BimanGrasp — Bimanual Grasp Synthesis for Dexterous Robot Hands

BimanGrasp treats bimanual grasp synthesis as a physics-first problem. Instead of guessing poses from appearance alone, it searches in the joint space of two dexterous hands, checks penetration explicitly, and keeps only grasps that survive simulation.

BimanGrasp teaser with four example bimanual grasps. — Large or torque-heavy objects often need two coordinated contacts; BimanGrasp targets exactly this regime instead of reducing the problem to two independent single-hand grasps.

Problem setting

Many daily objects are awkward for one hand but routine for two: basins, mugs with large handles, kitchen containers, light home appliances, and objects whose mass produces large torques. Existing dexterous grasp pipelines mostly optimize one hand at a time, which misses the coordination structure that makes these objects manageable.

BimanGrasp addresses that gap with a three-stage pipeline:

initialize two hands around the object with symmetric, human-like approach poses;
optimize both hands jointly with an energy that mixes stability and feasibility;
verify each candidate in Isaac Gym, then reuse the verified set to train a fast diffusion generator.

The result is both an offline synthesis algorithm and a reusable dataset for learning-based generation.

Optimization objective

The paper formulates grasp search as joint optimization over two hand poses and two hand configurations:

\min_{T_1, \theta_1, T_2, \theta_2} \; E = \lambda_{\mathrm{dis}} E_{\mathrm{dis}} + \lambda_{\mathrm{fc}} E_{\mathrm{fc}} + \lambda_{\mathrm{vew}} E_{\mathrm{vew}} + \lambda_{\mathrm{obj}} E_{\mathrm{objpen}} + \lambda_{\mathrm{self}} E_{\mathrm{selfpen}} + \lambda_{\mathrm{bim}} E_{\mathrm{bimpen}} + \lambda_{\mathrm{joint}} E_{\mathrm{joint}}.

This decomposition is clean and useful:

$E_{\mathrm{dis}}$ pulls fingers and palms toward the object surface.
$E_{\mathrm{fc}}$ encourages force closure through contact geometry.
$E_{\mathrm{vew}}$ keeps the wrench matrix well-conditioned, so the grasp can resist disturbances from more than one direction.
$E_{\mathrm{objpen}}, E_{\mathrm{selfpen}}, E_{\mathrm{bimpen}}$ suppress hand-object, self, and inter-hand penetrations.
$E_{\mathrm{joint}}$ keeps all 44 finger joints inside valid limits.

The optimizer is MALA rather than plain gradient descent.

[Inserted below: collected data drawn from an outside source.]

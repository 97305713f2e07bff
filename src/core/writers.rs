//! Data writers for tables and plain-text reports.
//!
//! This module provides functions for writing pipeline results:
//! - CSV tables with a formatted timestamp column
//! - Plain-text summary logs (gap statistics, batch run reports)

use std::fs::{self, File};
use std::io::{BufWriter, Write};
use std::path::Path;

use thiserror::Error;

use super::table::Table;

/// Errors that can occur during write operations.
#[derive(Error, Debug)]
pub enum WriteError {
    /// Failed to create parent directories.
    #[error("failed to create parent directories for '{path}': {source}")]
    CreateDirectory {
        path: String,
        #[source]
        source: std::io::Error,
    },

    /// Failed to create or open file for writing.
    #[error("failed to create file '{path}': {source}")]
    CreateFile {
        path: String,
        #[source]
        source: std::io::Error,
    },

    /// Failed to write data to file.
    #[error("failed to write to file '{path}': {source}")]
    WriteFile {
        path: String,
        #[source]
        source: std::io::Error,
    },

    /// CSV writing error.
    #[error("CSV write error for '{path}': {source}")]
    CsvError {
        path: String,
        #[source]
        source: csv::Error,
    },
}

/// Result type for write operations.
pub type Result<T> = std::result::Result<T, WriteError>;

/// How timestamps and values are rendered in CSV output.
#[derive(Debug, Clone)]
pub struct CsvFormat<'a> {
    /// chrono format string for the timestamp column.
    pub time_format: &'a str,
    /// Fixed number of decimals, or shortest round-trip representation if None.
    pub precision: Option<usize>,
}

impl Default for CsvFormat<'_> {
    fn default() -> Self {
        Self {
            time_format: "%Y/%m/%d %H:%M:%S",
            precision: None,
        }
    }
}

/// Creates parent directories for a file path if they don't exist.
fn ensure_parent_dirs(path: &Path) -> Result<()> {
    if let Some(parent) = path.parent() {
        if !parent.as_os_str().is_empty() && !parent.exists() {
            fs::create_dir_all(parent).map_err(|e| WriteError::CreateDirectory {
                path: parent.display().to_string(),
                source: e,
            })?;
        }
    }
    Ok(())
}

/// Creates a buffered writer for the given path.
fn create_buffered_writer(path: &Path) -> Result<BufWriter<File>> {
    let file = File::create(path).map_err(|e| WriteError::CreateFile {
        path: path.display().to_string(),
        source: e,
    })?;
    Ok(BufWriter::new(file))
}

/// Render one cell; missing values become empty cells.
fn format_value(value: Option<f64>, precision: Option<usize>) -> String {
    match (value, precision) {
        (None, _) => String::new(),
        (Some(v), Some(p)) => format!("{:.*}", p, v),
        (Some(v), None) => v.to_string(),
    }
}

/// Write a table to CSV.
///
/// The header row is the timestamp header followed by the column names.
/// Missing values are written as empty cells so the file reloads with the
/// same missing pattern.
///
/// # Arguments
///
/// * `path` - Output file path (parent directories will be created if needed)
/// * `table` - Table to write
/// * `format` - Timestamp format and value precision
///
/// # Errors
///
/// Returns an error if:
/// - Parent directories cannot be created
/// - File cannot be created or written to
pub fn write_table_csv(path: &Path, table: &Table, format: &CsvFormat<'_>) -> Result<()> {
    ensure_parent_dirs(path)?;

    let buf_writer = create_buffered_writer(path)?;
    let mut csv_writer = csv::Writer::from_writer(buf_writer);
    let path_str = path.display().to_string();

    let mut header = Vec::with_capacity(table.columns.len() + 1);
    header.push(table.time_column.clone());
    header.extend(table.column_names());
    csv_writer
        .write_record(&header)
        .map_err(|e| WriteError::CsvError {
            path: path_str.clone(),
            source: e,
        })?;

    let mut record = Vec::with_capacity(header.len());
    for (row, ts) in table.timestamps.iter().enumerate() {
        record.clear();
        record.push(ts.format(format.time_format).to_string());
        for column in &table.columns {
            record.push(format_value(column.values[row], format.precision));
        }
        csv_writer
            .write_record(&record)
            .map_err(|e| WriteError::CsvError {
                path: path_str.clone(),
                source: e,
            })?;
    }

    csv_writer.flush().map_err(|e| WriteError::WriteFile {
        path: path_str,
        source: e,
    })?;

    Ok(())
}

/// Write a plain-text report (UTF-8).
pub fn write_text_report(path: &Path, content: &str) -> Result<()> {
    ensure_parent_dirs(path)?;
    let mut writer = create_buffered_writer(path)?;
    let path_str = path.display().to_string();

    writer
        .write_all(content.as_bytes())
        .and_then(|_| writer.flush())
        .map_err(|e| WriteError::WriteFile {
            path: path_str,
            source: e,
        })
}

#[cfg(test)]
mod tests {
    use super::*;
    use crate::core::loaders::load_table;
    use crate::core::table::Column;
    use chrono::NaiveDateTime;
    use std::fs;
    use tempfile::tempdir;

    fn ts(s: &str) -> NaiveDateTime {
        NaiveDateTime::parse_from_str(s, "%Y-%m-%d %H:%M:%S").unwrap()
    }

    fn create_test_table() -> Table {
        Table::from_columns(
            "time",
            vec![ts("2025-01-18 00:00:00"), ts("2025-01-18 00:01:00")],
            vec![
                Column::new("ice", vec![Some(0.3124), None]),
                Column::new("temp", vec![Some(-1.0), Some(-1.5)]),
            ],
        )
        .unwrap()
    }

    #[test]
    fn test_write_table_csv() {
        let dir = tempdir().unwrap();
        let path = dir.path().join("out.csv");

        write_table_csv(&path, &create_test_table(), &CsvFormat::default()).unwrap();

        let content = fs::read_to_string(&path).unwrap();
        let lines: Vec<&str> = content.lines().collect();
        assert_eq!(lines[0], "time,ice,temp");
        assert_eq!(lines[1], "2025/01/18 00:00:00,0.3124,-1");
        assert_eq!(lines[2], "2025/01/18 00:01:00,,-1.5");
    }

    #[test]
    fn test_write_with_precision_and_date_format() {
        let dir = tempdir().unwrap();
        let path = dir.path().join("daily.csv");
        let format = CsvFormat {
            time_format: "%Y-%m-%d",
            precision: Some(3),
        };

        write_table_csv(&path, &create_test_table(), &format).unwrap();

        let content = fs::read_to_string(&path).unwrap();
        assert!(content.lines().nth(1).unwrap().starts_with("2025-01-18,0.312,"));
    }

    #[test]
    fn test_written_table_reloads() {
        let dir = tempdir().unwrap();
        let path = dir.path().join("nested").join("roundtrip.csv");
        let table = create_test_table();

        write_table_csv(&path, &table, &CsvFormat::default()).unwrap();
        let reloaded = load_table(&path, None).unwrap();

        assert_eq!(reloaded, table);
    }

    #[test]
    fn test_write_text_report() {
        let dir = tempdir().unwrap();
        let path = dir.path().join("logs").join("report.txt");

        write_text_report(&path, "line one\nline two\n").unwrap();

        assert_eq!(fs::read_to_string(&path).unwrap(), "line one\nline two\n");
    }
}
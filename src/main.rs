fn main() {
    lake_sensor_pipeline::cli::run();
}
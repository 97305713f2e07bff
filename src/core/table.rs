//! Wide-format table: one timestamp column plus named numeric columns.

use chrono::NaiveDateTime;

use super::error::{ProcessingError, Result};
use super::series::{stable_dedup_order, TimeSeries};
use super::time::floor_to_minute;

/// A named numeric column.
#[derive(Debug, Clone, PartialEq)]
pub struct Column {
    pub name: String,
    pub values: Vec<Option<f64>>,
}

impl Column {
    pub fn new(name: impl Into<String>, values: Vec<Option<f64>>) -> Self {
        Self {
            name: name.into(),
            values,
        }
    }
}

/// Tabular measurement data sharing one timestamp column.
#[derive(Debug, Clone, PartialEq)]
pub struct Table {
    /// Header of the timestamp column, kept so outputs can restore it.
    pub time_column: String,
    /// One timestamp per row.
    pub timestamps: Vec<NaiveDateTime>,
    /// Measurement columns, each with one value per row.
    pub columns: Vec<Column>,
}

impl Table {
    /// Creates an empty table with the given timestamp header.
    pub fn new(time_column: impl Into<String>) -> Self {
        Self {
            time_column: time_column.into(),
            timestamps: Vec::new(),
            columns: Vec::new(),
        }
    }

    /// Builds a table from a timestamp vector and columns.
    ///
    /// Fails with `InvalidInput` when a column length disagrees with the
    /// number of timestamps.
    pub fn from_columns(
        time_column: impl Into<String>,
        timestamps: Vec<NaiveDateTime>,
        columns: Vec<Column>,
    ) -> Result<Self> {
        if let Some(bad) = columns.iter().find(|c| c.values.len() != timestamps.len()) {
            return Err(ProcessingError::InvalidInput(format!(
                "column '{}' has {} values but the table has {} rows",
                bad.name,
                bad.values.len(),
                timestamps.len()
            )));
        }
        Ok(Self {
            time_column: time_column.into(),
            timestamps,
            columns,
        })
    }

    /// Builds a single-column table from a series.
    pub fn from_series(time_column: impl Into<String>, name: impl Into<String>, series: &TimeSeries) -> Self {
        Self {
            time_column: time_column.into(),
            timestamps: series.timestamps.clone(),
            columns: vec![Column::new(name, series.values.clone())],
        }
    }

    #[inline]
    pub fn num_rows(&self) -> usize {
        self.timestamps.len()
    }

    #[inline]
    pub fn is_empty(&self) -> bool {
        self.timestamps.is_empty()
    }

    /// Column headers in order.
    pub fn column_names(&self) -> Vec<String> {
        self.columns.iter().map(|c| c.name.clone()).collect()
    }

    pub fn column(&self, name: &str) -> Option<&Column> {
        self.columns.iter().find(|c| c.name == name)
    }

    /// Extracts one column as a series.
    pub fn series(&self, name: &str) -> Result<TimeSeries> {
        let column = self.column(name).ok_or_else(|| self.schema_mismatch(name))?;
        Ok(TimeSeries::from_parts(self.timestamps.clone(), column.values.clone()))
    }

    /// Appends or replaces a column.
    pub fn set_column(&mut self, name: impl Into<String>, values: Vec<Option<f64>>) -> Result<()> {
        let name = name.into();
        if values.len() != self.num_rows() {
            return Err(ProcessingError::InvalidInput(format!(
                "column '{}' has {} values but the table has {} rows",
                name,
                values.len(),
                self.num_rows()
            )));
        }
        match self.columns.iter_mut().find(|c| c.name == name) {
            Some(existing) => existing.values = values,
            None => self.columns.push(Column::new(name, values)),
        }
        Ok(())
    }

    /// Keeps only the named columns, in the requested order.
    pub fn select(&self, names: &[String]) -> Result<Self> {
        let columns = names
            .iter()
            .map(|name| {
                self.column(name)
                    .cloned()
                    .ok_or_else(|| self.schema_mismatch(name))
            })
            .collect::<Result<Vec<_>>>()?;
        Ok(Self {
            time_column: self.time_column.clone(),
            timestamps: self.timestamps.clone(),
            columns,
        })
    }

    /// Appends the rows of `other`.
    ///
    /// Both tables must carry the same column headers in the same order.
    pub fn append(&mut self, other: Table) -> Result<()> {
        if self.columns.is_empty() && self.timestamps.is_empty() {
            *self = other;
            return Ok(());
        }
        let ours = self.column_names();
        let theirs = other.column_names();
        if ours != theirs {
            let column = theirs
                .iter()
                .find(|name| !ours.contains(name))
                .or_else(|| ours.iter().find(|name| !theirs.contains(name)))
                .cloned()
                .unwrap_or_default();
            return Err(ProcessingError::SchemaMismatch {
                column,
                available: theirs,
            });
        }
        self.timestamps.extend(other.timestamps);
        for (mine, incoming) in self.columns.iter_mut().zip(other.columns) {
            mine.values.extend(incoming.values);
        }
        Ok(())
    }

    /// Keeps rows whose timestamps fall inside `[start, end]`.
    pub fn between(&self, start: Option<NaiveDateTime>, end: Option<NaiveDateTime>) -> Self {
        let keep: Vec<usize> = self
            .timestamps
            .iter()
            .enumerate()
            .filter(|(_, ts)| start.map_or(true, |s| **ts >= s) && end.map_or(true, |e| **ts <= e))
            .map(|(i, _)| i)
            .collect();
        self.take_rows(&keep)
    }

    /// Floors timestamps to the minute, sorts rows and drops duplicate
    /// minutes (the first occurrence in input order wins).
    pub fn normalized(&self) -> Self {
        let floored: Vec<NaiveDateTime> = self.timestamps.iter().map(|&ts| floor_to_minute(ts)).collect();
        let order = stable_dedup_order(floored.iter().copied());
        let mut table = self.take_rows(&order);
        table.timestamps = order.iter().map(|&i| floored[i]).collect();
        table
    }

    /// Rows at the given indices, in the given order.
    pub fn take_rows(&self, indices: &[usize]) -> Self {
        Self {
            time_column: self.time_column.clone(),
            timestamps: indices.iter().map(|&i| self.timestamps[i]).collect(),
            columns: self
                .columns
                .iter()
                .map(|c| Column::new(c.name.clone(), indices.iter().map(|&i| c.values[i]).collect()))
                .collect(),
        }
    }

    fn schema_mismatch(&self, name: &str) -> ProcessingError {
        ProcessingError::SchemaMismatch {
            column: name.to_string(),
            available: self.column_names(),
        }
    }
}

#[cfg(test)]
mod tests {
    use super::*;

    fn ts(s: &str) -> NaiveDateTime {
        NaiveDateTime::parse_from_str(s, "%Y-%m-%d %H:%M:%S").unwrap()
    }

    fn sample_table() -> Table {
        Table::from_columns(
            "time",
            vec![ts("2025-01-18 00:01:00"), ts("2025-01-18 00:00:00")],
            vec![
                Column::new("a", vec![Some(1.0), Some(2.0)]),
                Column::new("b", vec![None, Some(4.0)]),
            ],
        )
        .unwrap()
    }

    #[test]
    fn test_from_columns_length_mismatch() {
        let result = Table::from_columns(
            "time",
            vec![ts("2025-01-18 00:00:00")],
            vec![Column::new("a", vec![Some(1.0), Some(2.0)])],
        );
        assert!(matches!(result, Err(ProcessingError::InvalidInput(_))));
    }

    #[test]
    fn test_series_missing_column() {
        let table = sample_table();
        match table.series("c") {
            Err(ProcessingError::SchemaMismatch { column, available }) => {
                assert_eq!(column, "c");
                assert_eq!(available, vec!["a".to_string(), "b".to_string()]);
            }
            other => panic!("Expected SchemaMismatch, got {:?}", other),
        }
    }

    #[test]
    fn test_select_reorders() {
        let table = sample_table();
        let selected = table.select(&["b".to_string(), "a".to_string()]).unwrap();
        assert_eq!(selected.column_names(), vec!["b", "a"]);
    }

    #[test]
    fn test_append_requires_same_columns() {
        let mut table = sample_table();
        let other = table.select(&["a".to_string()]).unwrap();
        assert!(table.append(other).is_err());

        let same = sample_table();
        table.append(same).unwrap();
        assert_eq!(table.num_rows(), 4);
    }

    #[test]
    fn test_append_into_empty_table() {
        let mut table = Table::new("time");
        table.append(sample_table()).unwrap();
        assert_eq!(table.num_rows(), 2);
        assert_eq!(table.column_names(), vec!["a", "b"]);
    }

    #[test]
    fn test_normalized_sorts_rows() {
        let table = sample_table().normalized();
        assert_eq!(table.timestamps[0], ts("2025-01-18 00:00:00"));
        assert_eq!(table.column("a").unwrap().values, vec![Some(2.0), Some(1.0)]);
        assert_eq!(table.column("b").unwrap().values, vec![Some(4.0), None]);
    }

    #[test]
    fn test_set_column_replaces() {
        let mut table = sample_table();
        table.set_column("a", vec![Some(9.0), None]).unwrap();
        table.set_column("c", vec![Some(0.0), Some(0.0)]).unwrap();
        assert_eq!(table.column("a").unwrap().values, vec![Some(9.0), None]);
        assert_eq!(table.columns.len(), 3);
        assert!(table.set_column("d", vec![Some(1.0)]).is_err());
    }
}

That detail matters here: the search space is high-dimensional, non-convex, and full of symmetric local minima.

BimanGrasp system figure showing optimization, verification, and DDPM generation. — The full pipeline has a clear structure: optimize grasps, verify them, then amortize the result with a diffusion model.

Examples of BimanGrasp grasps on daily objects. — The synthesized grasps cover a wide range of containers and household geometries instead of a single narrow object family.

Verification and dataset

The important design choice is that geometry alone is not accepted as evidence. Every candidate grasp is validated in Isaac Gym with a PD controller, fixed friction settings, randomized joint-object rotations, and a success criterion tied to actual holding performance.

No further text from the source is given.